La recherche médicale et l’étude des diagnostics ont bénéficié de l’utilisation des isotopes en tant qu’indicateurs radioactifs, grâce à la méthode des molécules marquées. Celle-ci consiste à « identifier » une molécule en y introduisant un atome radioactif, qui permettra de suivre cette molécule à travers l’organisme vivant, à étudier ses transformations, sa fixation dans certains tissus, puis son élimination. Cette molécule marquée sert de traceur radioactif. Pour qu’un élément radioactif puisse être utilisé comme traceur, il est nécessaire que sa période biologique (durée après laquelle la moitié de la dose initiale reste fixée dans les tissus) et sa période de radioactivité soient comprises dans certaines limites : c’est ainsi que l’oxygène radioactif d’une période de 2 minutes n’est pas utilisable.
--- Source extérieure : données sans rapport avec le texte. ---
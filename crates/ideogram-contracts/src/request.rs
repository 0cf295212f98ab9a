use serde::{Deserialize, Serialize};
use serde_json::{Map, Value};

use crate::error::{IdeogramError, Result};
use crate::models::ModelId;

pub const MIN_IMAGES: u8 = 1;
pub const MAX_IMAGES: u8 = 8;

#[derive(Debug, Clone, Copy, PartialEq, Eq, Serialize, Deserialize)]
pub enum AspectRatio {
    #[serde(rename = "ASPECT_1_1")]
    Aspect1x1,
    #[serde(rename = "ASPECT_4_3")]
    Aspect4x3,
    #[serde(rename = "ASPECT_3_4")]
    Aspect3x4,
    #[serde(rename = "ASPECT_16_9")]
    Aspect16x9,
    #[serde(rename = "ASPECT_9_16")]
    Aspect9x16,
    #[serde(rename = "ASPECT_3_2")]
    Aspect3x2,
    #[serde(rename = "ASPECT_2_3")]
    Aspect2x3,
    #[serde(rename = "ASPECT_16_10")]
    Aspect16x10,
    #[serde(rename = "ASPECT_10_16")]
    Aspect10x16,
    #[serde(rename = "ASPECT_3_1")]
    Aspect3x1,
    #[serde(rename = "ASPECT_1_3")]
    Aspect1x3,
}

impl AspectRatio {
    pub const ALL: [AspectRatio; 11] = [
        AspectRatio::Aspect1x1,
        AspectRatio::Aspect4x3,
        AspectRatio::Aspect3x4,
        AspectRatio::Aspect16x9,
        AspectRatio::Aspect9x16,
        AspectRatio::Aspect3x2,
        AspectRatio::Aspect2x3,
        AspectRatio::Aspect16x10,
        AspectRatio::Aspect10x16,
        AspectRatio::Aspect3x1,
        AspectRatio::Aspect1x3,
    ];

    fn dims(&self) -> (u8, u8) {
        match self {
            AspectRatio::Aspect1x1 => (1, 1),
            AspectRatio::Aspect4x3 => (4, 3),
            AspectRatio::Aspect3x4 => (3, 4),
            AspectRatio::Aspect16x9 => (16, 9),
            AspectRatio::Aspect9x16 => (9, 16),
            AspectRatio::Aspect3x2 => (3, 2),
            AspectRatio::Aspect2x3 => (2, 3),
            AspectRatio::Aspect16x10 => (16, 10),
            AspectRatio::Aspect10x16 => (10, 16),
            AspectRatio::Aspect3x1 => (3, 1),
            AspectRatio::Aspect1x3 => (1, 3),
        }
    }

    pub fn legacy_token(&self) -> String {
        let (width, height) = self.dims();
        format!("ASPECT_{width}_{height}")
    }

    pub fn v3_token(&self) -> String {
        let (width, height) = self.dims();
        format!("{width}x{height}")
    }

    /// Accepts either token style.
    pub fn parse(raw: &str) -> Option<Self> {
        let normalized = raw.trim().to_ascii_uppercase();
        Self::ALL.into_iter().find(|ratio| {
            ratio.legacy_token() == normalized
                || ratio.v3_token().to_ascii_uppercase() == normalized
        })
    }
}

/// Speed/quality trade-off. Only the v3 endpoint honours it.
#[derive(Debug, Clone, Copy, PartialEq, Eq, Serialize, Deserialize)]
#[serde(rename_all = "SCREAMING_SNAKE_CASE")]
pub enum RenderingSpeed {
    Turbo,
    Default,
    Quality,
}

impl RenderingSpeed {
    pub fn as_str(&self) -> &'static str {
        match self {
            RenderingSpeed::Turbo => "TURBO",
            RenderingSpeed::Default => "DEFAULT",
            RenderingSpeed::Quality => "QUALITY",
        }
    }

    pub fn parse(raw: &str) -> Option<Self> {
        match raw.trim().to_ascii_uppercase().as_str() {
            "TURBO" => Some(RenderingSpeed::Turbo),
            "DEFAULT" => Some(RenderingSpeed::Default),
            "QUALITY" => Some(RenderingSpeed::Quality),
            _ => None,
        }
    }
}

#[derive(Debug, Clone, Copy, PartialEq, Eq, Serialize, Deserialize)]
#[serde(rename_all = "SCREAMING_SNAKE_CASE")]
pub enum MagicPromptOption {
    Auto,
    On,
    Off,
}

impl MagicPromptOption {
    pub fn as_str(&self) -> &'static str {
        match self {
            MagicPromptOption::Auto => "AUTO",
            MagicPromptOption::On => "ON",
            MagicPromptOption::Off => "OFF",
        }
    }

    pub fn parse(raw: &str) -> Option<Self> {
        match raw.trim().to_ascii_uppercase().as_str() {
            "AUTO" => Some(MagicPromptOption::Auto),
            "ON" => Some(MagicPromptOption::On),
            "OFF" => Some(MagicPromptOption::Off),
            _ => None,
        }
    }
}

#[derive(Debug, Clone, PartialEq, Serialize, Deserialize)]
pub struct PaletteMember {
    pub color: String,
    #[serde(default, skip_serializing_if = "Option::is_none")]
    pub weight: Option<f64>,
}

#[derive(Debug, Clone, PartialEq, Serialize, Deserialize)]
#[serde(untagged)]
pub enum ColorPalette {
    Named { name: String },
    Members { members: Vec<PaletteMember> },
}

impl ColorPalette {
    fn is_usable(&self) -> bool {
        match self {
            ColorPalette::Named { name } => !name.trim().is_empty(),
            ColorPalette::Members { members } => {
                !members.is_empty() && members.iter().all(|m| !m.color.trim().is_empty())
            }
        }
    }
}

#[derive(Debug, Clone, PartialEq, Serialize, Deserialize)]
pub struct GenerationRequest {
    pub prompt: String,
    #[serde(default, skip_serializing_if = "Option::is_none")]
    pub aspect_ratio: Option<AspectRatio>,
    #[serde(default, skip_serializing_if = "Option::is_none")]
    pub model: Option<ModelId>,
    #[serde(default, skip_serializing_if = "Option::is_none")]
    pub rendering_speed: Option<RenderingSpeed>,
    #[serde(default, skip_serializing_if = "Option::is_none")]
    pub magic_prompt_option: Option<MagicPromptOption>,
    #[serde(default, skip_serializing_if = "Option::is_none")]
    pub seed: Option<u64>,
    #[serde(default, skip_serializing_if = "Option::is_none")]
    pub style_type: Option<String>,
    #[serde(default, skip_serializing_if = "Option::is_none")]
    pub negative_prompt: Option<String>,
    #[serde(default, skip_serializing_if = "Option::is_none")]
    pub num_images: Option<u8>,
    #[serde(default, skip_serializing_if = "Option::is_none")]
    pub resolution: Option<String>,
    #[serde(default, skip_serializing_if = "Option::is_none")]
    pub color_palette: Option<ColorPalette>,
}

impl GenerationRequest {
    pub fn new(prompt: impl Into<String>) -> Self {
        Self {
            prompt: prompt.into(),
            aspect_ratio: None,
            model: None,
            rendering_speed: None,
            magic_prompt_option: None,
            seed: None,
            style_type: None,
            negative_prompt: None,
            num_images: None,
            resolution: None,
            color_palette: None,
        }
    }

    pub fn with_model(mut self, model: ModelId) -> Self {
        self.model = Some(model);
        self
    }

    pub fn with_num_images(mut self, num_images: u8) -> Self {
        self.num_images = Some(num_images);
        self
    }

    pub fn with_color_palette(mut self, palette: ColorPalette) -> Self {
        self.color_palette = Some(palette);
        self
    }

    pub fn with_rendering_speed(mut self, speed: RenderingSpeed) -> Self {
        self.rendering_speed = Some(speed);
        self
    }

    pub fn validate(&self) -> Result<()> {
        if self.prompt.trim().is_empty() {
            return Err(IdeogramError::input("prompt must not be empty"));
        }
        if let Some(count) = self.num_images {
            if !(MIN_IMAGES..=MAX_IMAGES).contains(&count) {
                return Err(IdeogramError::input(format!(
                    "num_images must be between {MIN_IMAGES} and {MAX_IMAGES}, got {count}"
                )));
            }
        }
        Ok(())
    }

    /// Builds a request from loosely typed tool arguments.
    ///
    /// Only `prompt` is strict. Optional fields with the wrong type or an
    /// unknown value are treated as absent.
    pub fn from_arguments(arguments: Option<&Value>) -> Result<Self> {
        let empty = Map::new();
        let args = arguments.and_then(Value::as_object).unwrap_or(&empty);
        let prompt = args
            .get("prompt")
            .and_then(Value::as_str)
            .ok_or_else(|| IdeogramError::input("Prompt is required and must be a string"))?;
        if prompt.trim().is_empty() {
            return Err(IdeogramError::input("Prompt is required and must be a string"));
        }

        Ok(Self {
            prompt: prompt.to_string(),
            aspect_ratio: str_arg(args, "aspect_ratio").and_then(AspectRatio::parse),
            model: str_arg(args, "model").and_then(ModelId::parse),
            rendering_speed: str_arg(args, "rendering_speed").and_then(RenderingSpeed::parse),
            magic_prompt_option: str_arg(args, "magic_prompt_option")
                .and_then(MagicPromptOption::parse),
            seed: args.get("seed").and_then(Value::as_u64),
            style_type: non_empty_string_arg(args, "style_type"),
            negative_prompt: non_empty_string_arg(args, "negative_prompt"),
            num_images: args.get("num_images").and_then(image_count),
            resolution: non_empty_string_arg(args, "resolution"),
            color_palette: args
                .get("color_palette")
                .and_then(|value| serde_json::from_value::<ColorPalette>(value.clone()).ok())
                .filter(ColorPalette::is_usable),
        })
    }
}

fn str_arg<'a>(args: &'a Map<String, Value>, key: &str) -> Option<&'a str> {
    args.get(key).and_then(Value::as_str)
}

fn non_empty_string_arg(args: &Map<String, Value>, key: &str) -> Option<String> {
    str_arg(args, key)
        .map(str::trim)
        .filter(|value| !value.is_empty())
        .map(str::to_string)
}

fn image_count(value: &Value) -> Option<u8> {
    let count = value.as_f64()?;
    if count.fract() != 0.0 || count < f64::from(MIN_IMAGES) || count > f64::from(MAX_IMAGES) {
        return None;
    }
    Some(count as u8)
}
Par contre, les corps à très longue période, comme de carbone 14, peuvent être dangereux, car, en se fixant dans l’organisme, ils peuvent créer des lésions radiobiologiques.

La dose traceuse à administrer s’évalue en microcuries : quelques dizaines de microcuries suffisent à la plupart des explorations isotopiques, mais il faut savoir qu’au-delà d’un millicurie les effets biologiques ne sont plus négligeables.

Des investigations biologiques très précieuses ont pu être réalisées grâce aux radio-isotopes.

• L’un des premiers utilisé, l’iode 131, obtenu actuellement par irradiation de tellure stable dans le flux de neutrons d’une pile atomique, possède une période de demi-désintégration voisine de 8 jours, ce qui le rend particulièrement maniable : il a permis de préciser la synthèse de l’hormone thyroïdienne.

• Le phosphore 32, dont la période est de 14 jours, a été utilisé dans l’étude des phospholipides et des nucléoprotéides ainsi que de leur métabolisme au niveau du foie et du tissu nerveux.

• Les échanges entre le plasma et les liquides intra- et extra-cellulaires, la perméabilité des muqueuses, des parois vasculaires et des membranes cellulaires, la vitesse de circulation du sang ont été précisés grâce au radiosodium 24 et au radiochlore 38.

• Le calcium 45 a été utilisé, ainsi que le radiophosphore 32, pour étudier le tissu osseux et mettre en évidence son renouvellement.

• La circulation du sang, l’appréciation de la masse sanguine, la synthèse de l’hémoglobine ont vu beaucoup de leurs problèmes clarifiés par l’application du radiofer 59.

• En injectant dans une veine périphérique des particules radioactives de taille convenable (macro-agrégats d’albumine marquée à l’iode 131), la circulation sanguine des poumons est mise en évidence, de même que l’inhalation d’un gaz ou d’un aérosol marqué à l’or colloïdal permet de délimiter l’espace pulmonaire ventilé.

Qu’il s’agisse d’échanges biologiques, d’études métaboliques, de synthèses hormonales, de circulation dans l’organisme de Bactéries, de toxiques ou d’agents médicamenteux, l’utilisation des traceurs radio-actifs a donné une solution à des problèmes d’une extrême complexité.

Elle a ainsi permis de remarquables investigations diagnostiques. Introduits dans l’organisme malade par divers procédés (ingestion, injection parentérale, inhalation), les radiotraceurs spécifiques pour chaque organe ou chaque tissu fournissent des scintigraphies*, documents indispensables à la pathologie.